START Dataset records
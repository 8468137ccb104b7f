//! Artifact pull driven by an explicit file list

use anyhow::{Context, Result};
use std::collections::BTreeSet;
use std::io::{BufWriter, Write};
use std::path::PathBuf;
use tempfile::NamedTempFile;
use tracing::{debug, info};

use crate::index::RequiredArtifactSet;
use crate::repository::{RepositoryDescriptor, TreeCoordinate, ARTIFACT_ROOT};
use crate::transfer::{RetryPolicy, TransferExecutor, TransferRequest};

/// Where artifacts are pulled from and to
#[derive(Debug, Clone, PartialEq, Eq)]
pub struct ArtifactRoot {
    pub source: String,
    pub destination: PathBuf,
    /// Leading segment to remove from each artifact path, e.g. `pool`
    pub strip_prefix: Option<String>,
}

impl ArtifactRoot {
    /// The shared `pool/` tree of a suite-axis repository
    pub fn pool(repo: &RepositoryDescriptor, base_dir: &std::path::Path) -> Self {
        Self {
            source: repo.source(ARTIFACT_ROOT),
            destination: repo.repo_dir(base_dir).join(ARTIFACT_ROOT),
            strip_prefix: Some(ARTIFACT_ROOT.to_string()),
        }
    }

    /// A single RPM tree root; its index paths are already relative to it
    pub fn tree(
        repo: &RepositoryDescriptor,
        base_dir: &std::path::Path,
        coordinate: &TreeCoordinate,
    ) -> Self {
        Self {
            source: repo.source(&coordinate.path),
            destination: repo.repo_dir(base_dir).join(&coordinate.path),
            strip_prefix: None,
        }
    }

    /// Sorted, deduplicated list entries relative to this root
    pub fn list_entries(&self, required: &RequiredArtifactSet) -> Vec<String> {
        let entries: BTreeSet<&str> = required
            .iter()
            .map(|path| match &self.strip_prefix {
                Some(prefix) => path.relative_to(prefix),
                None => path.as_str(),
            })
            .collect();
        entries.into_iter().map(str::to_string).collect()
    }
}

/// Fetches exactly the artifacts named by the synced indexes
#[derive(Clone)]
pub struct PoolSynchronizer {
    executor: TransferExecutor,
}

impl PoolSynchronizer {
    pub fn new(executor: TransferExecutor) -> Self {
        Self { executor }
    }

    /// Pull `required` below `root`.
    ///
    /// Returns the number of listed artifacts. An empty set is a no-op.
    pub async fn sync(
        &self,
        root: &ArtifactRoot,
        required: &RequiredArtifactSet,
        policy: &RetryPolicy,
    ) -> Result<usize> {
        if required.is_empty() {
            info!("No artifacts referenced for {}, skipping artifact transfer", root.source);
            return Ok(0);
        }

        let entries = root.list_entries(required);
        let list = write_list(&entries)?;
        debug!("Wrote {} entries to {}", entries.len(), list.path().display());

        info!("Syncing {} artifacts from {}", entries.len(), root.source);
        let request = TransferRequest::file_list(&root.source, &root.destination, list.path());
        self.executor.execute(&request, policy).await?;

        // The list file is removed when `list` drops, on success and on error alike
        Ok(entries.len())
    }
}

fn write_list(entries: &[String]) -> Result<NamedTempFile> {
    let mut list = tempfile::Builder::new()
        .prefix("repo-sync-")
        .suffix(".list")
        .tempfile()
        .context("Failed to create artifact list file")?;

    {
        let mut writer = BufWriter::new(list.as_file_mut());
        for entry in entries {
            writeln!(writer, "{}", entry).context("Failed to write artifact list")?;
        }
        writer.flush().context("Failed to write artifact list")?;
    }

    Ok(list)
}
use anyhow::{bail, Context, Result};
use clap::{Parser, Subcommand};
use std::path::{Path, PathBuf};
use std::process::ExitCode;
use std::sync::Arc;
use tracing::{error, info, warn};
use tracing_subscriber::{fmt, prelude::*, EnvFilter};

use repo_sync::config::LoggingConfig;
use repo_sync::health::CheckResult;
use repo_sync::repository::{SuiteTopology, VersionTopology};
use repo_sync::{
    Config, HealthCheck, RepositoryDescriptor, RepositorySyncOrchestrator, RsyncTool, RunSummary,
    Topology, TransferExecutor, TransferOptions,
};

/// Exit status after Ctrl+C
const EXIT_INTERRUPTED: u8 = 130;

#[derive(Parser)]
#[command(name = "repo-sync")]
#[command(about = "Selective APT/DNF repository mirroring driven by rsync")]
#[command(version)]
struct Cli {
    #[command(subcommand)]
    command: Commands,

    /// Configuration file path (defaults to XDG config location)
    #[arg(short, long, global = true)]
    config: Option<PathBuf>,

    /// Verbose logging
    #[arg(short, long, global = true)]
    verbose: bool,
}

#[derive(Subcommand)]
enum Commands {
    /// Write a default configuration file
    Init {
        /// Overwrite an existing configuration file
        #[arg(long)]
        force: bool,
    },

    /// Mirror the configured repositories
    Sync {
        /// Sync only the named repository (repeatable)
        #[arg(long = "repo", value_name = "NAME")]
        repos: Vec<String>,

        /// Print the run summary as JSON
        #[arg(long)]
        json: bool,
    },

    /// Print the metadata transfers a sync would run, without running them
    Plan {
        /// Plan only the named repository (repeatable)
        #[arg(long = "repo", value_name = "NAME")]
        repos: Vec<String>,
    },

    /// List configured repositories and their coordinates
    List,

    /// System health check and diagnostics
    Doctor,
}

#[tokio::main]
async fn main() -> ExitCode {
    let cli = Cli::parse();

    tokio::select! {
        result = run(cli) => match result {
            Ok(code) => code,
            Err(e) => {
                eprintln!("❌ Error: {:#}", e);
                ExitCode::FAILURE
            }
        },
        _ = wait_for_interrupt() => {
            warn!("Interrupted, stopping");
            eprintln!("\n⚠️  Interrupted");
            ExitCode::from(EXIT_INTERRUPTED)
        }
    }
}

/// Resolves on Ctrl+C; never resolves if the handler cannot be installed
async fn wait_for_interrupt() {
    if tokio::signal::ctrl_c().await.is_err() {
        std::future::pending::<()>().await;
    }
}

async fn run(cli: Cli) -> Result<ExitCode> {
    if let Commands::Init { force } = cli.command {
        init_logging(cli.verbose, &LoggingConfig::default())?;
        return cmd_init(cli.config.as_deref(), force);
    }

    let (config, created) = load_config(cli.config.as_deref())?;
    init_logging(cli.verbose, &config.logging)?;
    info!("Starting repo-sync v{}", env!("CARGO_PKG_VERSION"));

    if created {
        let path = Config::default_config_path()?;
        println!("📝 Created default configuration at {}", path.display());
        println!("   Edit it to select the repositories to mirror, then run 'repo-sync sync'");
    }

    match cli.command {
        Commands::Init { force } => cmd_init(cli.config.as_deref(), force),
        Commands::Sync { .. } if created => Ok(ExitCode::SUCCESS),
        Commands::Sync { repos, json } => cmd_sync(&config, &repos, json).await,
        Commands::Plan { repos } => cmd_plan(&config, &repos),
        Commands::List => cmd_list(&config),
        Commands::Doctor => cmd_doctor(&config).await,
    }
}

/// Initialize logging: RUST_LOG wins, then --verbose, then the configured level
fn init_logging(verbose: bool, logging: &LoggingConfig) -> Result<()> {
    let level = if verbose { "debug" } else { logging.level.as_str() };
    let filter = match EnvFilter::try_from_default_env() {
        Ok(filter) => filter,
        Err(_) => EnvFilter::try_new(level)
            .with_context(|| format!("Invalid log level: {}", logging.level))?,
    };

    let registry = tracing_subscriber::registry().with(filter);
    if logging.format == "full" {
        registry.with(fmt::layer().with_writer(std::io::stderr)).init();
    } else {
        registry
            .with(fmt::layer().compact().with_target(false).with_writer(std::io::stderr))
            .init();
    }

    Ok(())
}

/// Load configuration from specified path or default location
fn load_config(config_path: Option<&Path>) -> Result<(Config, bool)> {
    match config_path {
        Some(path) => Ok((Config::load(path)?, false)),
        None => Config::load_or_create(),
    }
}

/// Validated descriptors, restricted to `names` when any are given
fn select_repositories(config: &Config, names: &[String]) -> Result<Vec<RepositoryDescriptor>> {
    let descriptors = config.descriptors().context("Invalid configuration")?;
    if names.is_empty() {
        return Ok(descriptors);
    }

    let unknown: Vec<&str> = names
        .iter()
        .filter(|name| !descriptors.iter().any(|d| &d.name == *name))
        .map(String::as_str)
        .collect();
    if !unknown.is_empty() {
        let known: Vec<&str> = descriptors.iter().map(|d| d.name.as_str()).collect();
        bail!(
            "Unknown repository: {} (configured: {})",
            unknown.join(", "),
            known.join(", ")
        );
    }

    Ok(descriptors
        .into_iter()
        .filter(|d| names.contains(&d.name))
        .collect())
}

fn orchestrator(config: &Config) -> Result<RepositorySyncOrchestrator> {
    let tool = Arc::new(RsyncTool::new(&config.transfer.program));
    let executor = TransferExecutor::new(tool, TransferOptions::from(&config.transfer));
    Ok(RepositorySyncOrchestrator::new(config.base_dir(), executor, config.retry_policy()?))
}

/// Write the default configuration
fn cmd_init(config_path: Option<&Path>, force: bool) -> Result<ExitCode> {
    let path = match config_path {
        Some(path) => path.to_path_buf(),
        None => Config::default_config_path()?,
    };

    if path.exists() && !force {
        bail!(
            "Configuration already exists at {} (use --force to overwrite)",
            path.display()
        );
    }

    if let Some(parent) = path.parent().filter(|p| !p.as_os_str().is_empty()) {
        std::fs::create_dir_all(parent)
            .with_context(|| format!("Failed to create config directory: {}", parent.display()))?;
    }
    Config::default().save(&path)?;

    println!("✅ Configuration written to {}", path.display());
    println!("   Next: edit the repository list and run 'repo-sync sync'");
    Ok(ExitCode::SUCCESS)
}

/// Sync repositories according to configuration
async fn cmd_sync(config: &Config, names: &[String], json: bool) -> Result<ExitCode> {
    let repositories = select_repositories(config, names)?;

    let health = HealthCheck::run(config).await;
    if !health.all_passed() {
        for check in health.errors() {
            error!("{}", check.message);
            if let Some(details) = &check.details {
                error!("  {}", details);
            }
        }
        bail!("Preflight checks failed, nothing was transferred");
    }

    let base_dir = config.base_dir();
    std::fs::create_dir_all(&base_dir)
        .with_context(|| format!("Failed to create base directory: {}", base_dir.display()))?;

    let summary = orchestrator(config)?.run(&repositories).await;

    if json {
        println!(
            "{}",
            serde_json::to_string_pretty(&summary).context("Failed to serialize run summary")?
        );
    } else {
        print_summary(&summary);
    }

    Ok(if summary.success() {
        ExitCode::SUCCESS
    } else {
        ExitCode::FAILURE
    })
}

fn print_summary(summary: &RunSummary) {
    println!("\n🎉 Synchronization Complete!");
    println!("   ✅ Succeeded: {}", summary.succeeded);
    println!("   ❌ Failed: {}", summary.failed);
    println!("   ⏱️  Duration: {:.2}s", summary.duration.as_secs_f64());

    for outcome in &summary.outcomes {
        let icon = if outcome.succeeded() { "✅" } else { "❌" };
        println!(
            "   {} {} ({}): {} artifacts, {} phases, {:.1}s",
            icon,
            outcome.name,
            outcome.kind,
            outcome.artifacts_required,
            outcome.phases_completed,
            outcome.duration.as_secs_f64()
        );
        if let Some(error) = &outcome.error {
            println!("      {}", error);
        }
    }
}

/// Print metadata transfer commands
fn cmd_plan(config: &Config, names: &[String]) -> Result<ExitCode> {
    let repositories = select_repositories(config, names)?;
    let orchestrator = orchestrator(config)?;

    for repo in &repositories {
        println!("# {} ({})", repo.name, repo.kind());
        for line in orchestrator.plan(repo) {
            println!("{}", line);
        }
        println!();
    }

    Ok(ExitCode::SUCCESS)
}

/// List configured repositories
fn cmd_list(config: &Config) -> Result<ExitCode> {
    let repositories = config.descriptors().context("Invalid configuration")?;

    println!("Repositories ({}):", repositories.len());
    for repo in &repositories {
        println!("📁 {} [{}]", repo.name, repo.kind());
        println!("   🔗 {}", repo.url);
        match &repo.topology {
            Topology::Suites(topology) => print_suites(topology),
            Topology::Versions(topology) => print_versions(topology),
        }
        println!();
    }

    Ok(ExitCode::SUCCESS)
}

fn print_suites(topology: &SuiteTopology) {
    println!("   Suites: {}", topology.suites.join(", "));
    println!("   Components: {}", topology.components.join(", "));
    println!("   Architectures: {}", topology.architectures.join(", "));
    if topology.include_source {
        println!("   Sources: yes");
    }
}

fn print_versions(topology: &VersionTopology) {
    for coordinate in topology.coordinates() {
        println!("   {}", coordinate.path);
    }
}

/// System health check and diagnostics
async fn cmd_doctor(config: &Config) -> Result<ExitCode> {
    let health = HealthCheck::run(config).await;
    print_health_report(&health);
    Ok(if health.all_passed() {
        ExitCode::SUCCESS
    } else {
        ExitCode::FAILURE
    })
}

/// Print health check report to stdout
fn print_health_report(health: &HealthCheck) {
    fn print_check(name: &str, result: &CheckResult) {
        println!("{}:", name);
        let icon = if result.passed {
            if result.is_warning { "⚠️ " } else { "✅" }
        } else {
            "❌"
        };
        println!("  {} {}", icon, result.message);
        if let Some(details) = &result.details {
            for line in details.lines() {
                println!("     {}", line);
            }
        }
    }

    println!("🔍 repo-sync System Diagnostics");
    println!();

    for (name, result) in health.all_checks() {
        print_check(name, result);
        println!();
    }

    if health.all_passed() {
        println!("✅ All checks passed");
    } else {
        println!("❌ Some checks failed");
    }
}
END Dataset records
▶ [Problem to solve]:
Whenever the word "configured" appears in a line above, copy that line.

▶ [Solution for this exercise]:
    /// Mirror the configured repositories
    /// List configured repositories and their coordinates
/// Initialize logging: RUST_LOG wins, then --verbose, then the configured level
            "Unknown repository: {} (configured: {})",
/// List configured repositories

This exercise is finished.